WHAT NEEDS TO BE DONE
Hunt through the lines below for the string "FastFinish" and copy each one that has it.

SUPPLIED ENTRIES
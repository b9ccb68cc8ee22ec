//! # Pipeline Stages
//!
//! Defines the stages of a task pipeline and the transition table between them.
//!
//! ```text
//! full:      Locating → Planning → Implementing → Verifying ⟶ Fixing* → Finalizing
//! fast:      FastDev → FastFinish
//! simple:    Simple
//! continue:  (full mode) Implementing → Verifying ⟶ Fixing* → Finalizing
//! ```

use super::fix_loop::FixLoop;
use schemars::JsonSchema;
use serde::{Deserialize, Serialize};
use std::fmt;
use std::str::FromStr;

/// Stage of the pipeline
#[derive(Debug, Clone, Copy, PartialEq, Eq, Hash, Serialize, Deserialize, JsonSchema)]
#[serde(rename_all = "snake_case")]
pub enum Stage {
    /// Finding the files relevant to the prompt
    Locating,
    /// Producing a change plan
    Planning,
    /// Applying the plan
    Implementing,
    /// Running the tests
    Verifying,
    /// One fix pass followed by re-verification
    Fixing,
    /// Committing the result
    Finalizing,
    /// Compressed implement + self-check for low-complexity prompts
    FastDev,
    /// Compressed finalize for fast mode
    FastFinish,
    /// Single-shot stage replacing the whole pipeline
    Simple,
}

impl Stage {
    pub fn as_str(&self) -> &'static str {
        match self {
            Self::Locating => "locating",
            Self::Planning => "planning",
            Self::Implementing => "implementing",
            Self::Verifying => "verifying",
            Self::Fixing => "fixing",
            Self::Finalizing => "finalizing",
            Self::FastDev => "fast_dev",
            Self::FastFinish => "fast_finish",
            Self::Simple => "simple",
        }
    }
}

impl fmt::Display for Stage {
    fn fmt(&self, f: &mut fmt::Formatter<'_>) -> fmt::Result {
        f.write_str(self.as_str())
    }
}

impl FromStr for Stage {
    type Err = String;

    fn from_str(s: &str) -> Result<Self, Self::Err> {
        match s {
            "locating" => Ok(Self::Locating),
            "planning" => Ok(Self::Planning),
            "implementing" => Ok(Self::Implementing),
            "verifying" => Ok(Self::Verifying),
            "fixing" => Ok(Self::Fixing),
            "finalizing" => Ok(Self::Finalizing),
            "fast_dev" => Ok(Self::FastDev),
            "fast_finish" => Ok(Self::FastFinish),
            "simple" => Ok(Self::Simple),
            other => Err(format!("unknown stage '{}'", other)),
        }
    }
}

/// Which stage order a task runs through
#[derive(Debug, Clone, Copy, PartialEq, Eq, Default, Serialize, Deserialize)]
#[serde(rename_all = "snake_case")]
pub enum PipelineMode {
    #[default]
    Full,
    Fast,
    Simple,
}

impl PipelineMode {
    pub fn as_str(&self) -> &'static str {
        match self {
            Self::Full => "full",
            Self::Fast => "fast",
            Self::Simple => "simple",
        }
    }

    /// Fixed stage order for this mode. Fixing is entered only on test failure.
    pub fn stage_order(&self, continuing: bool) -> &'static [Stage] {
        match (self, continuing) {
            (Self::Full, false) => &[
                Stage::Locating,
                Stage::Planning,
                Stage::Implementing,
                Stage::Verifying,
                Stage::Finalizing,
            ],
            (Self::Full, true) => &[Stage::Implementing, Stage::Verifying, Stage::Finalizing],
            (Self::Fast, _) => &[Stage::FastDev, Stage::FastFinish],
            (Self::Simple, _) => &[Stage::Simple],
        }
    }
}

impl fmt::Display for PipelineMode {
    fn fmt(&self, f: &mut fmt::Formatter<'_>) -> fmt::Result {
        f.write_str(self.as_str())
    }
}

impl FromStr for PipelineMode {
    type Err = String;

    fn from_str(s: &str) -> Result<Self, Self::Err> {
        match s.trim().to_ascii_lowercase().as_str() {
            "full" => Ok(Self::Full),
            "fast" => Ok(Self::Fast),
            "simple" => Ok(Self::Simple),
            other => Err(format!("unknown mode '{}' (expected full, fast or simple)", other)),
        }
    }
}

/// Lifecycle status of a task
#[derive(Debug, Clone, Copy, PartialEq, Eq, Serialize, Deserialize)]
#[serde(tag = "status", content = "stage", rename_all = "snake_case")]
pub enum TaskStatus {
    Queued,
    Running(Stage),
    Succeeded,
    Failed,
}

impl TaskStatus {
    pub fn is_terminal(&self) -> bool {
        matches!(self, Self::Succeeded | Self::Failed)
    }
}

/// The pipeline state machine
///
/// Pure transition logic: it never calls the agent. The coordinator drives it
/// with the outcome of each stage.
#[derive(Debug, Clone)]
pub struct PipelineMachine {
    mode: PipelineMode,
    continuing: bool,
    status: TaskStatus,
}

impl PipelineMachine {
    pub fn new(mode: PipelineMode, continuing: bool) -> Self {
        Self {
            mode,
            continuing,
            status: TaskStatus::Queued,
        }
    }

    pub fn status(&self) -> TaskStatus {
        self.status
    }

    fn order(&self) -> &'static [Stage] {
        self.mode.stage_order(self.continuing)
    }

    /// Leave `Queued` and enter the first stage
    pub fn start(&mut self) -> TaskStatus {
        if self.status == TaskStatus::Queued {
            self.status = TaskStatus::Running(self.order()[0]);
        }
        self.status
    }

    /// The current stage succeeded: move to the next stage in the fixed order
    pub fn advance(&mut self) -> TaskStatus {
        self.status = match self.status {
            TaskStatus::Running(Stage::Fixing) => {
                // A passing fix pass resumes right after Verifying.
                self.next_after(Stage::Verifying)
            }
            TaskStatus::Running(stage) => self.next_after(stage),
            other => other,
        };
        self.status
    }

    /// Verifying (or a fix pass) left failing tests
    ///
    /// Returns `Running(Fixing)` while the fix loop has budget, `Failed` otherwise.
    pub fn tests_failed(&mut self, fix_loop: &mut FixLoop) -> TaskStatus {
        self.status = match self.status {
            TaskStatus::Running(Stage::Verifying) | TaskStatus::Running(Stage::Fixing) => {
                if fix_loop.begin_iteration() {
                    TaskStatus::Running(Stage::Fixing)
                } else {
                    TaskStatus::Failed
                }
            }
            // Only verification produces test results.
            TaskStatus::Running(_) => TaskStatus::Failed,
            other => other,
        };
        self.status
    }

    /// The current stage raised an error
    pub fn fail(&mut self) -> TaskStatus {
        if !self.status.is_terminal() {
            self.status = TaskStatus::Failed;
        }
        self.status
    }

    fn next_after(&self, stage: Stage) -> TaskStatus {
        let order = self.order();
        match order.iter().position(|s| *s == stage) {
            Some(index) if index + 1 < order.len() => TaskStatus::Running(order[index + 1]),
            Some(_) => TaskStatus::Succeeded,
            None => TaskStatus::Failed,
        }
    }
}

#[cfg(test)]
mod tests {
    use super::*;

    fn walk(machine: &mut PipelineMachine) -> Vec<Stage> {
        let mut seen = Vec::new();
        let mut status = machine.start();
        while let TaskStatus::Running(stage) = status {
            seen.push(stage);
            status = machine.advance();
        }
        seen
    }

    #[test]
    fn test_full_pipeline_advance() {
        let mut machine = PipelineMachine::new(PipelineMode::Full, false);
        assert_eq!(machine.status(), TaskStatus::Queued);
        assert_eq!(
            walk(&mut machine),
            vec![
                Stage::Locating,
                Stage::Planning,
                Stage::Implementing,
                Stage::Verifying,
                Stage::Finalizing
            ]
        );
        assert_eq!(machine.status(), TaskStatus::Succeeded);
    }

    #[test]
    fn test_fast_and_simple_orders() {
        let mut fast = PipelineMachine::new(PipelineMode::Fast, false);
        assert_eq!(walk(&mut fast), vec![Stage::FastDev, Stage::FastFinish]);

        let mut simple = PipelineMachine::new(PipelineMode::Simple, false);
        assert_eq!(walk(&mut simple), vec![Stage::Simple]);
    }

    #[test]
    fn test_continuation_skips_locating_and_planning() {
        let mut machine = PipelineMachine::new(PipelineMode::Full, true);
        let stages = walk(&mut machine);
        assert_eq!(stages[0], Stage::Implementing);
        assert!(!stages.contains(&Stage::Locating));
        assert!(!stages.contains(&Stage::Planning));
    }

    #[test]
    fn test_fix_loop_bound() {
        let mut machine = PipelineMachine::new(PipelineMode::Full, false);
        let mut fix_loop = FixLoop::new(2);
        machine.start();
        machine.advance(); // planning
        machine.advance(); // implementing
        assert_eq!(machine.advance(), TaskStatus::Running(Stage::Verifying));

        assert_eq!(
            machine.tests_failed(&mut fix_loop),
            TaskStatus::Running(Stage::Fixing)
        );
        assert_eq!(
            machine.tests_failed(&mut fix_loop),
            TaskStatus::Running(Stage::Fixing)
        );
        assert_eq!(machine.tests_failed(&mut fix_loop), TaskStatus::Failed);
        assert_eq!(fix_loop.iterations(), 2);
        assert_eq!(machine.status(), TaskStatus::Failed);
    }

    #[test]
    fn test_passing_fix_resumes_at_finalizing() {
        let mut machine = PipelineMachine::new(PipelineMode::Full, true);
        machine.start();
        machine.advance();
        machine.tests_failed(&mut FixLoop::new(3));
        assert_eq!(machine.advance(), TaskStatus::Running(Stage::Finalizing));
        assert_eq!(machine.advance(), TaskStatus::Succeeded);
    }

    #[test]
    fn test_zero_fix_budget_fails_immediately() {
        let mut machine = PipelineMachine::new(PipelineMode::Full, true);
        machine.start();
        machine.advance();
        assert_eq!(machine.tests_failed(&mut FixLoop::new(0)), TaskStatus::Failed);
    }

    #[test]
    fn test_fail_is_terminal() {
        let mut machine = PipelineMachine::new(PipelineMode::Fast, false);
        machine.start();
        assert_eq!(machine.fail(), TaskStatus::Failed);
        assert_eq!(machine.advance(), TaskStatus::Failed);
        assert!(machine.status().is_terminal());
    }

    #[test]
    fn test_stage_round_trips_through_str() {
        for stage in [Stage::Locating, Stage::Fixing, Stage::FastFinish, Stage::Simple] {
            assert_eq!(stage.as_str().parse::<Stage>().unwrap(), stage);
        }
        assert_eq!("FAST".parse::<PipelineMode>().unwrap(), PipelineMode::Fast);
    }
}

ANSWER TO THE PROBLEM
//! fast:      FastDev → FastFinish
    FastFinish,
            Self::FastFinish => "fast_finish",
            "fast_finish" => Ok(Self::FastFinish),
            (Self::Fast, _) => &[Stage::FastDev, Stage::FastFinish],
        assert_eq!(walk(&mut fast), vec![Stage::FastDev, Stage::FastFinish]);
        for stage in [Stage::Locating, Stage::Fixing, Stage::FastFinish, Stage::Simple] {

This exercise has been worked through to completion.